The pathogenesis of asthma is due to type 2-mediated allergic inflammation that induces barrier defences at the mucosal surfaces and stimulates the generation of type 2 cytokines, including IL-4, IL-5, IL-9, and IL-13, and the shift of antibodies to IgE [39,40,41]. An innate type 2 immune response requires CD4+ T cells but depends on ILC2s [42,43,44]. ILC2s were initially recognized as cells not derived from the bone marrow and spleen. These are IL-25-dependent non-T non-B cells that were identified in the lung, spleen, liver, mesenteric lymph node, and peritoneum [45,46]. ILC2s induce T-helper cell (Th)2-related lung inflammation by controlling the delivery of Th2 cytokines.
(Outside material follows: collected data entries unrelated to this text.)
//! Room rectangles and the L-shaped corridors that join them.

use crate::rng::GameRng;
use crate::state::Map;
use crate::types::{Pos, TileKind};

use super::grid::bresenham;

/// Axis-aligned room. The outer ring (`x1`, `x2`, `y1`, `y2`) stays wall; only the interior is
/// carved.
#[derive(Clone, Copy, Debug, PartialEq, Eq)]
pub struct RectangularRoom {
    pub x1: i32,
    pub y1: i32,
    pub x2: i32,
    pub y2: i32,
}

impl RectangularRoom {
    pub fn new(x: i32, y: i32, width: i32, height: i32) -> Self {
        Self { x1: x, y1: y, x2: x + width, y2: y + height }
    }

    pub fn center(&self) -> Pos {
        Pos::new((self.x1 + self.x2) / 2, (self.y1 + self.y2) / 2)
    }

    pub fn interior(&self) -> impl Iterator<Item = Pos> + '_ {
        ((self.y1 + 1)..self.y2)
            .flat_map(move |y| ((self.x1 + 1)..self.x2).map(move |x| Pos::new(x, y)))
    }

    pub fn interior_contains(&self, pos: Pos) -> bool {
        pos.x > self.x1 && pos.x < self.x2 && pos.y > self.y1 && pos.y < self.y2
    }

    /// Overlap test on the full rectangles, so touching rooms also count.
    pub fn intersects(&self, other: &RectangularRoom) -> bool {
        self.x1 <= other.x2 && self.x2 >= other.x1 && self.y1 <= other.y2 && self.y2 >= other.y1
    }

    pub(super) fn random_interior_cell(&self, rng: &mut GameRng) -> Pos {
        let x = rng.range_inclusive(self.x1 + 1, self.x2 - 1);
        let y = rng.range_inclusive(self.y1 + 1, self.y2 - 1);
        Pos::new(x, y)
    }
}

pub(super) fn carve_room(map: &mut Map, room: &RectangularRoom) {
    for pos in room.interior() {
        map.set_tile(pos, TileKind::Floor);
    }
}

/// Horizontal-then-vertical or vertical-then-horizontal, chosen by a coin flip.
pub(super) fn tunnel_between(rng: &mut GameRng, start: Pos, end: Pos) -> Vec<Pos> {
    let corner =
        if rng.coin_flip() { Pos::new(end.x, start.y) } else { Pos::new(start.x, end.y) };
    let mut cells = bresenham(start, corner);
    cells.extend(bresenham(corner, end).into_iter().skip(1));
    cells
}

pub(super) fn carve_tunnel(map: &mut Map, cells: &[Pos]) {
    for &pos in cells {
        map.set_tile(pos, TileKind::Floor);
    }
}

#[cfg(test)]
mod tests {
    use super::*;

    #[test]
    fn center_and_interior_follow_outer_ring() {
        let room = RectangularRoom::new(2, 3, 4, 5);
        assert_eq!(room.center(), Pos::new(4, 5));
        let cells: Vec<Pos> = room.interior().collect();
        assert_eq!(cells.len(), 3 * 4);
        assert!(cells.iter().all(|&pos| room.interior_contains(pos)));
        assert!(!room.interior_contains(Pos::new(2, 3)));
    }

    #[test]
    fn touching_rooms_intersect() {
        let left = RectangularRoom::new(0, 0, 4, 4);
        let touching = RectangularRoom::new(4, 0, 4, 4);
        let apart = RectangularRoom::new(5, 0, 4, 4);
        assert!(left.intersects(&touching));
        assert!(!left.intersects(&apart));
    }

    #[test]
    fn tunnel_is_an_l_shape_between_endpoints() {
        let mut rng = GameRng::seed_from_u64(5);
        for _ in 0..16 {
            let start = Pos::new(3, 3);
            let end = Pos::new(9, 7);
            let cells = tunnel_between(&mut rng, start, end);

            assert_eq!(cells.first(), Some(&start));
            assert_eq!(cells.last(), Some(&end));
            assert_eq!(cells.len(), 6 + 4 + 1);
            assert!(cells.windows(2).all(|pair| {
                pair[0].x.abs_diff(pair[1].x) + pair[0].y.abs_diff(pair[1].y) == 1
            }));
        }
    }

    #[test]
    fn random_interior_cell_stays_inside() {
        let mut rng = GameRng::seed_from_u64(11);
        let room = RectangularRoom::new(10, 10, 6, 6);
        for _ in 0..200 {
            assert!(room.interior_contains(room.random_interior_cell(&mut rng)));
        }
    }
}
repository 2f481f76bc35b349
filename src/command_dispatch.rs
use super::*;

pub(crate) struct CommandDispatch {
  pub(crate) effects: Vec<Effect>,
  pub(crate) should_exit: bool,
}
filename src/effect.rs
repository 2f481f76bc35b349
use super::*;

pub(crate) enum Effect {
  OpenUrl {
    url: String,
  },
  /// Hands the session to a background task for the duration of `operation`.
  Run {
    operation: Operation,
    session: Session,
  },
}
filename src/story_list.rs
use super::*;

/// The public story feed, most recently added first.
///
/// `add_story` and `remove_story` are the only ways to change the list, and
/// each of them updates the acting user's `own_stories` in the same step:
/// the request goes out first and both collections change only after it
/// succeeded.
#[derive(Clone, Debug, Default, PartialEq, Eq)]
pub(crate) struct StoryList {
  stories: Vec<Story>,
}

impl StoryList {
  pub(crate) async fn add_story(
    &mut self,
    client: &Client,
    user: &mut User,
    new_story: &NewStory,
  ) -> Result<Story, ApiError> {
    let story = client
      .create_story(&user.login_token, &user.username, new_story)
      .await?;

    self.stories.insert(0, story.clone());
    user.own_stories.insert(0, story.clone());

    Ok(story)
  }

  pub(crate) async fn fetch(client: &Client) -> Result<Self, ApiError> {
    Ok(Self::new(client.fetch_stories().await?))
  }

  pub(crate) fn len(&self) -> usize {
    self.stories.len()
  }

  pub(crate) fn new(stories: Vec<Story>) -> Self {
    Self { stories }
  }

  pub(crate) async fn remove_story(
    &mut self,
    client: &Client,
    user: &mut User,
    story_id: &str,
  ) -> Result<(), ApiError> {
    client.delete_story(&user.login_token, story_id).await?;

    self.stories.retain(|story| story.story_id != story_id);
    user.own_stories.retain(|story| story.story_id != story_id);

    Ok(())
  }

  pub(crate) fn stories(&self) -> &[Story] {
    &self.stories
  }
}

#[cfg(test)]
mod tests {
  use {
    super::*,
    crate::fixtures::{self, story, story_json},
    wiremock::{
      Mock, MockServer, ResponseTemplate,
      matchers::{body_json, method, path},
    },
  };

  fn ids(stories: &[Story]) -> Vec<&str> {
    stories
      .iter()
      .map(|story| story.story_id.as_str())
      .collect()
  }

  fn new_story() -> NewStory {
    NewStory {
      author: "A".to_string(),
      title: "T".to_string(),
      url: "http://x.com".to_string(),
    }
  }

  #[tokio::test]
  async fn fetch_builds_a_list_in_server_order() {
    let server = MockServer::start().await;

    Mock::given(method("GET"))
      .and(path("/stories"))
      .respond_with(ResponseTemplate::new(200).set_body_json(json!({
        "stories": [story_json("3", "c"), story_json("2", "b"), story_json("1", "a")]
      })))
      .mount(&server)
      .await;

    let list = StoryList::fetch(&fixtures::client(&server)).await.unwrap();

    assert_eq!(ids(list.stories()), ["3", "2", "1"]);
    assert_eq!(list.len(), 3);
  }

  #[tokio::test]
  async fn add_story_prepends_to_both_collections() {
    let server = MockServer::start().await;

    Mock::given(method("POST"))
      .and(path("/stories"))
      .and(body_json(json!({
        "token": "tok",
        "story": {
          "author": "A",
          "title": "T",
          "url": "http://x.com",
          "username": "alice"
        }
      })))
      .respond_with(
        ResponseTemplate::new(201)
          .set_body_json(json!({ "story": story_json("server-id", "T") })),
      )
      .expect(1)
      .mount(&server)
      .await;

    let mut list = StoryList::new(vec![story("old", "Old")]);
    let mut user = fixtures::user("alice", "tok");

    user.own_stories = vec![story("mine", "Mine")];

    let added = list
      .add_story(&fixtures::client(&server), &mut user, &new_story())
      .await
      .unwrap();

    assert_eq!(added.story_id, "server-id");
    assert_eq!(list.stories()[0], added);
    assert_eq!(user.own_stories[0], added);
    assert_eq!(ids(list.stories()), ["server-id", "old"]);
    assert_eq!(ids(&user.own_stories), ["server-id", "mine"]);
  }

  #[tokio::test]
  async fn add_story_posts_as_the_acting_user() {
    let server = MockServer::start().await;

    Mock::given(method("POST"))
      .and(path("/stories"))
      .respond_with(
        ResponseTemplate::new(201)
          .set_body_json(json!({ "story": story_json("server-id", "T") })),
      )
      .mount(&server)
      .await;

    let mut list = StoryList::default();
    let mut user = fixtures::user("alice", "tok");

    list
      .add_story(&fixtures::client(&server), &mut user, &new_story())
      .await
      .unwrap();

    let requests = server.received_requests().await.unwrap_or_default();

    let body: Value = serde_json::from_slice(&requests[0].body).unwrap();

    assert_eq!(body["token"], "tok");
    assert_eq!(body["story"]["username"], "alice");
    assert_eq!(body["story"]["author"], "A");
  }

  #[tokio::test]
  async fn rejected_add_changes_neither_collection() {
    let server = MockServer::start().await;

    Mock::given(method("POST"))
      .and(path("/stories"))
      .respond_with(ResponseTemplate::new(400).set_body_json(json!({
        "error": { "status": 400, "title": "Bad Request", "message": "url is invalid" }
      })))
      .mount(&server)
      .await;

    let mut list = StoryList::new(vec![story("old", "Old")]);
    let mut user = fixtures::user("alice", "tok");

    let (list_before, user_before) = (list.clone(), user.clone());

    let error = list
      .add_story(&fixtures::client(&server), &mut user, &new_story())
      .await
      .unwrap_err();

    assert!(error.to_string().contains("url is invalid"), "{error}");
    assert_eq!(list, list_before);
    assert_eq!(user, user_before);
  }

  #[tokio::test]
  async fn remove_story_filters_every_match_from_both_collections() {
    let server = MockServer::start().await;

    Mock::given(method("DELETE"))
      .and(path("/stories/dup"))
      .and(body_json(json!({ "token": "tok" })))
      .respond_with(
        ResponseTemplate::new(200)
          .set_body_json(json!({ "story": story_json("dup", "Dup") })),
      )
      .expect(1)
      .mount(&server)
      .await;

    let mut list = StoryList::new(vec![
      story("dup", "Dup"),
      story("keep", "Keep"),
      story("dup", "Dup again"),
    ]);

    let mut user = fixtures::user("alice", "tok");

    user.own_stories = vec![story("dup", "Dup"), story("dup", "Dup")];

    list
      .remove_story(&fixtures::client(&server), &mut user, "dup")
      .await
      .unwrap();

    assert_eq!(ids(list.stories()), ["keep"]);
    assert!(user.own_stories.is_empty());
  }

  #[tokio::test]
  async fn remove_story_absent_from_one_collection_is_fine() {
    let server = MockServer::start().await;

    Mock::given(method("DELETE"))
      .and(path("/stories/s1"))
      .respond_with(ResponseTemplate::new(200).set_body_json(json!({})))
      .mount(&server)
      .await;

    let mut list = StoryList::new(vec![story("other", "Other")]);
    let mut user = fixtures::user("alice", "tok");

    user.own_stories = vec![story("s1", "Mine")];

    list
      .remove_story(&fixtures::client(&server), &mut user, "s1")
      .await
      .unwrap();

    assert_eq!(ids(list.stories()), ["other"]);
    assert!(user.own_stories.is_empty());
  }

  #[tokio::test]
  async fn rejected_remove_keeps_both_collections() {
    let server = MockServer::start().await;

    Mock::given(method("DELETE"))
      .and(path("/stories/s1"))
      .respond_with(ResponseTemplate::new(403).set_body_json(json!({
        "error": { "status": 403, "title": "Forbidden", "message": "not yours" }
      })))
      .mount(&server)
      .await;

    let mut list = StoryList::new(vec![story("s1", "Theirs")]);
    let mut user = fixtures::user("alice", "tok");

    assert!(
      list
        .remove_story(&fixtures::client(&server), &mut user, "s1")
        .await
        .is_err()
    );

    assert_eq!(ids(list.stories()), ["s1"]);
  }
}
#[cfg(unix)]
use std::os::unix::fs::{OpenOptionsExt, PermissionsExt};
use {
  super::*,
  std::{fs::OpenOptions, io::Write},
};

#[derive(Clone, Debug)]
pub(crate) struct CredentialStore {
  path: PathBuf,
}

impl CredentialStore {
  pub(crate) fn clear(&self) -> Result {
    match fs::remove_file(&self.path) {
      Ok(()) => Ok(()),
      Err(error) if error.kind() == io::ErrorKind::NotFound => Ok(()),
      Err(error) => Err(error).with_context(|| {
        format!("could not remove {}", self.path.display())
      }),
    }
  }

  fn ensure_parent_dir(path: &Path) -> Result {
    if let Some(parent) = path.parent() {
      fs::create_dir_all(parent)?;
    }

    Ok(())
  }

  pub(crate) fn load(&self) -> Result<StoredCredentials> {
    if !self.path.exists() {
      return Ok(StoredCredentials::default());
    }

    let data = fs::read(&self.path)
      .with_context(|| format!("could not read {}", self.path.display()))?;

    if data.is_empty() {
      return Ok(StoredCredentials::default());
    }

    serde_json::from_slice(&data)
      .with_context(|| format!("could not parse {}", self.path.display()))
  }

  pub(crate) fn new(path: PathBuf) -> Self {
    Self { path }
  }

  pub(crate) fn save(&self, token: &str, username: &str) -> Result {
    Self::ensure_parent_dir(&self.path)?;

    let serialized = serde_json::to_vec_pretty(&StoredCredentials {
      token: Some(token.to_string()),
      username: Some(username.to_string()),
    })?;

    let mut options = OpenOptions::new();

    options.write(true).create(true).truncate(true);

    #[cfg(unix)]
    options.mode(0o600);

    let mut file = options
      .open(&self.path)
      .with_context(|| format!("could not open {}", self.path.display()))?;

    // `mode` only applies to new files; tighten an older one before writing.
    #[cfg(unix)]
    file.set_permissions(fs::Permissions::from_mode(0o600))?;

    file
      .write_all(&serialized)
      .with_context(|| format!("could not write {}", self.path.display()))
  }
}

#[cfg(test)]
mod tests {
  use {super::*, crate::fixtures::temp_store};

  #[test]
  fn load_without_file_is_empty() {
    let store = temp_store();

    assert_eq!(store.load().unwrap(), StoredCredentials::default());
  }

  #[test]
  fn save_then_load_round_trips_both_keys() {
    let store = temp_store();

    store.save("tok-bob", "bob").unwrap();

    assert_eq!(
      store.load().unwrap(),
      StoredCredentials {
        token: Some("tok-bob".to_string()),
        username: Some("bob".to_string()),
      }
    );

    store.clear().unwrap();
  }

  #[cfg(unix)]
  #[test]
  fn saved_file_is_private_to_the_owner() {
    let store = temp_store();

    fs::write(&store.path, "{}").unwrap();
    fs::set_permissions(&store.path, fs::Permissions::from_mode(0o644))
      .unwrap();

    store.save("tok", "alice").unwrap();

    let mode = fs::metadata(&store.path).unwrap().permissions().mode();

    assert_eq!(mode & 0o777, 0o600);

    store.clear().unwrap();

    store.save("tok", "alice").unwrap();

    let mode = fs::metadata(&store.path).unwrap().permissions().mode();

    assert_eq!(mode & 0o777, 0o600);

    store.clear().unwrap();
  }

  #[test]
  fn clear_removes_everything_and_tolerates_missing_file() {
    let store = temp_store();

    store.save("tok", "alice").unwrap();
    store.clear().unwrap();

    assert_eq!(store.load().unwrap(), StoredCredentials::default());

    store.clear().unwrap();
  }

  #[test]
  fn load_accepts_a_single_key() {
    let store = temp_store();

    fs::write(&store.path, r#"{"username":"alice"}"#).unwrap();

    let stored = store.load().unwrap();

    assert_eq!(stored.token, None);
    assert_eq!(stored.username.as_deref(), Some("alice"));

    store.clear().unwrap();
  }

  #[test]
  fn load_reports_corrupt_file() {
    let store = temp_store();

    fs::write(&store.path, "not json").unwrap();

    assert!(store.load().is_err());

    store.clear().unwrap();
  }
}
IL-33 plus IL-2, IL-7, IL-25, and TSLP stimulate lung ILC2s by reacting to allergen-induced tissue injury [47,48]. Lung ILC2s induce the production of a significant amount of IL-5 and IL-13 but not IL-4. In any case, ILC2 stimulation is mainly due to IL-33, which is induced in type 2 pneumocytes after contact with allergens [49,50,51,52,53]. It is noteworthy that different asthma types may respond to various treatment regimens [54,55].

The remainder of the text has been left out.